== Data ==

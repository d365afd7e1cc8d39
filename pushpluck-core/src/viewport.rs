// Copyright 2025 Amiable
// SPDX-License-Identifier: MIT

//! Viewport: pad grid to fretboard mapping
//!
//! Bidirectional mapping between pad positions and string positions under
//! the configured layout and string/fret offsets. Short tunings are
//! centered on the grid, so a six-string guitar occupies rows 1..=6 and
//! leaves the outer rows unmapped. Negative frets are filtered here; the
//! tuner downstream assumes positions it receives are visible.

use crate::config::{Config, Layout};
use crate::constants::{NUM_PAD_COLS, NUM_PAD_ROWS};
use crate::fretboard::{StringBounds, StringPos};
use crate::pos::Pos;

/// The slice of [`Config`] the viewport cares about
#[derive(Debug, Clone, Copy, PartialEq, Eq)]
struct ViewportConfig {
    num_strings: u8,
    layout: Layout,
    str_offset: i16,
    fret_offset: i16,
}

impl ViewportConfig {
    fn extract(config: &Config) -> ViewportConfig {
        ViewportConfig {
            num_strings: config.num_strings(),
            layout: config.layout,
            str_offset: config.str_offset,
            fret_offset: config.fret_offset,
        }
    }
}

/// Bidirectional pad/string mapping under the current config
pub struct Viewport {
    config: ViewportConfig,
}

impl Viewport {
    pub fn new(config: &Config) -> Viewport {
        Viewport { config: ViewportConfig::extract(config) }
    }

    /// Adopt a new config; returns whether the mapping changed
    pub fn handle_config(&mut self, config: &Config) -> bool {
        let next = ViewportConfig::extract(config);
        let changed = next != self.config;
        self.config = next;
        changed
    }

    /// How many grid lines the grid can devote to strings
    fn max_str_dim(&self) -> u8 {
        match self.config.layout {
            Layout::Horiz => NUM_PAD_ROWS,
            Layout::Vert => NUM_PAD_COLS,
        }
    }

    /// The user offset adjusted to center short tunings on the grid
    fn total_str_offset(&self) -> i16 {
        let spare = self.max_str_dim().saturating_sub(self.config.num_strings) as i16;
        self.config.str_offset - spare / 2
    }

    /// Map a pad to its string position; `None` for unmapped pads
    pub fn str_pos_from_pad_pos(&self, pos: Pos) -> Option<StringPos> {
        let total = self.total_str_offset();
        let (str_index, fret) = match self.config.layout {
            Layout::Horiz => (
                pos.row as i16 + total,
                pos.col as i16 + self.config.fret_offset,
            ),
            Layout::Vert => (
                pos.col as i16 + total,
                (NUM_PAD_ROWS as i16 - 1 - pos.row as i16) + self.config.fret_offset,
            ),
        };
        if str_index < 0 || str_index >= self.config.num_strings as i16 || fret < 0 {
            return None;
        }
        Some(StringPos { str_index: str_index as u8, fret })
    }

    /// Map an input pad note to its string position
    pub fn str_pos_from_input_note(&self, note: u8) -> Option<StringPos> {
        Pos::from_input_note(note).and_then(|pos| self.str_pos_from_pad_pos(pos))
    }

    /// Map a string position back to its pad; `None` if scrolled off-grid
    pub fn pad_pos_from_str_pos(&self, sp: StringPos) -> Option<Pos> {
        let total = self.total_str_offset();
        let (row, col) = match self.config.layout {
            Layout::Horiz => (
                sp.str_index as i16 - total,
                sp.fret - self.config.fret_offset,
            ),
            Layout::Vert => (
                NUM_PAD_ROWS as i16 - 1 - (sp.fret - self.config.fret_offset),
                sp.str_index as i16 - total,
            ),
        };
        if !(0..NUM_PAD_ROWS as i16).contains(&row) || !(0..NUM_PAD_COLS as i16).contains(&col) {
            return None;
        }
        Some(Pos::new(row as u8, col as u8))
    }

    /// The rectangle of visible, valid string positions
    ///
    /// `None` when scrolling has pushed every string or fret off the grid.
    pub fn str_bounds(&self) -> Option<StringBounds> {
        let total = self.total_str_offset();
        let fret_dim = match self.config.layout {
            Layout::Horiz => NUM_PAD_COLS,
            Layout::Vert => NUM_PAD_ROWS,
        } as i16;

        let low_str = total.max(0);
        let high_str = (total + self.max_str_dim() as i16 - 1)
            .min(self.config.num_strings as i16 - 1);
        if low_str > high_str {
            return None;
        }

        let low_fret = self.config.fret_offset.max(0);
        let high_fret = self.config.fret_offset + fret_dim - 1;
        if low_fret > high_fret {
            return None;
        }

        Some(StringBounds {
            low: StringPos { str_index: low_str as u8, fret: low_fret },
            high: StringPos { str_index: high_str as u8, fret: high_fret },
        })
    }
}

#[cfg(test)]
mod tests {
    use super::*;
    use crate::config::PROFILES;

    fn guitar() -> Viewport {
        Viewport::new(&Config::init(0))
    }

    #[test]
    fn test_horiz_centering_leaves_outer_rows_unmapped() {
        let viewport = guitar();
        for col in 0..8 {
            assert_eq!(viewport.str_pos_from_pad_pos(Pos::new(0, col)), None);
            assert_eq!(viewport.str_pos_from_pad_pos(Pos::new(7, col)), None);
        }
        assert_eq!(
            viewport.str_pos_from_pad_pos(Pos::new(1, 0)),
            Some(StringPos::new(0, 0))
        );
        assert_eq!(
            viewport.str_pos_from_pad_pos(Pos::new(6, 7)),
            Some(StringPos::new(5, 7))
        );
    }

    #[test]
    fn test_horiz_round_trip() {
        let viewport = guitar();
        for pos in Pos::iter_all() {
            if let Some(sp) = viewport.str_pos_from_pad_pos(pos) {
                assert_eq!(viewport.pad_pos_from_str_pos(sp), Some(pos));
            }
        }
    }

    #[test]
    fn test_vert_layout() {
        let mut config = Config::init(0);
        config.layout = Layout::Vert;
        let viewport = Viewport::new(&config);

        // The nut is the top row; frets grow downward
        assert_eq!(
            viewport.str_pos_from_pad_pos(Pos::new(7, 1)),
            Some(StringPos::new(0, 0))
        );
        assert_eq!(
            viewport.str_pos_from_pad_pos(Pos::new(0, 1)),
            Some(StringPos::new(0, 7))
        );
        // Columns 0 and 7 are unmapped for six strings
        assert_eq!(viewport.str_pos_from_pad_pos(Pos::new(3, 0)), None);
        assert_eq!(viewport.str_pos_from_pad_pos(Pos::new(3, 7)), None);

        for pos in Pos::iter_all() {
            if let Some(sp) = viewport.str_pos_from_pad_pos(pos) {
                assert_eq!(viewport.pad_pos_from_str_pos(sp), Some(pos));
            }
        }
    }

    #[test]
    fn test_fret_offset_scrolls() {
        let mut config = Config::init(0);
        config.fret_offset = 5;
        let viewport = Viewport::new(&config);
        assert_eq!(
            viewport.str_pos_from_pad_pos(Pos::new(1, 0)),
            Some(StringPos::new(0, 5))
        );
        assert_eq!(
            viewport.pad_pos_from_str_pos(StringPos::new(0, 5)),
            Some(Pos::new(1, 0))
        );
        // Fret 0 has scrolled off the left edge
        assert_eq!(viewport.pad_pos_from_str_pos(StringPos::new(0, 0)), None);
    }

    #[test]
    fn test_negative_frets_filtered() {
        let mut config = Config::init(0);
        config.fret_offset = -3;
        let viewport = Viewport::new(&config);
        assert_eq!(viewport.str_pos_from_pad_pos(Pos::new(1, 0)), None);
        assert_eq!(viewport.str_pos_from_pad_pos(Pos::new(1, 2)), None);
        assert_eq!(
            viewport.str_pos_from_pad_pos(Pos::new(1, 3)),
            Some(StringPos::new(0, 0))
        );
        let bounds = viewport.str_bounds().unwrap();
        assert_eq!(bounds.low.fret, 0);
        assert_eq!(bounds.high.fret, 4);
    }

    #[test]
    fn test_str_offset_scrolls() {
        let mut config = Config::init(0);
        config.str_offset = 1;
        let viewport = Viewport::new(&config);
        // Row 1 now shows string 1
        assert_eq!(
            viewport.str_pos_from_pad_pos(Pos::new(1, 0)),
            Some(StringPos::new(1, 0))
        );
        // String 0 slides down onto the bottom row
        assert_eq!(viewport.pad_pos_from_str_pos(StringPos::new(0, 0)), Some(Pos::new(0, 0)));
    }

    #[test]
    fn test_four_string_bass_centering() {
        let mut config = Config::init(0);
        config.profile = PROFILES
            .iter()
            .copied()
            .find(|p| p.instrument_name == "Bass")
            .unwrap();
        let viewport = Viewport::new(&config);
        // (8 - 4) / 2 = 2 rows of margin at the bottom
        assert_eq!(viewport.str_pos_from_pad_pos(Pos::new(1, 0)), None);
        assert_eq!(
            viewport.str_pos_from_pad_pos(Pos::new(2, 0)),
            Some(StringPos::new(0, 0))
        );
        assert_eq!(
            viewport.str_pos_from_pad_pos(Pos::new(5, 0)),
            Some(StringPos::new(3, 0))
        );
        assert_eq!(viewport.str_pos_from_pad_pos(Pos::new(6, 0)), None);
    }

    #[test]
    fn test_str_bounds_default() {
        let viewport = guitar();
        let bounds = viewport.str_bounds().unwrap();
        assert_eq!(bounds.low, StringPos::new(0, 0));
        assert_eq!(bounds.high, StringPos::new(5, 7));
        assert_eq!(bounds.iter().count(), 6 * 8);
    }

    #[test]
    fn test_str_bounds_empty_when_scrolled_away() {
        let mut config = Config::init(0);
        config.str_offset = 12;
        let viewport = Viewport::new(&config);
        assert_eq!(viewport.str_bounds(), None);
        assert_eq!(viewport.str_pos_from_pad_pos(Pos::new(4, 4)), None);
    }

    #[test]
    fn test_handle_config_reports_changes() {
        let mut viewport = guitar();
        let config = Config::init(0);
        assert!(!viewport.handle_config(&config));
        let shifted = config.shift_fret_offset(1);
        assert!(viewport.handle_config(&shifted));
        assert!(!viewport.handle_config(&shifted));
    }

    #[test]
    fn test_input_note_to_str_pos() {
        let viewport = guitar();
        // Note 44 is pad (1,0), the low E string
        assert_eq!(viewport.str_pos_from_input_note(44), Some(StringPos::new(0, 0)));
        assert_eq!(viewport.str_pos_from_input_note(36), None);
        assert_eq!(viewport.str_pos_from_input_note(127), None);
    }
}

===

Your goal
Look through the listing above and copy each line where the string "impl" occurs.

Response to this task
impl ViewportConfig {
impl Viewport {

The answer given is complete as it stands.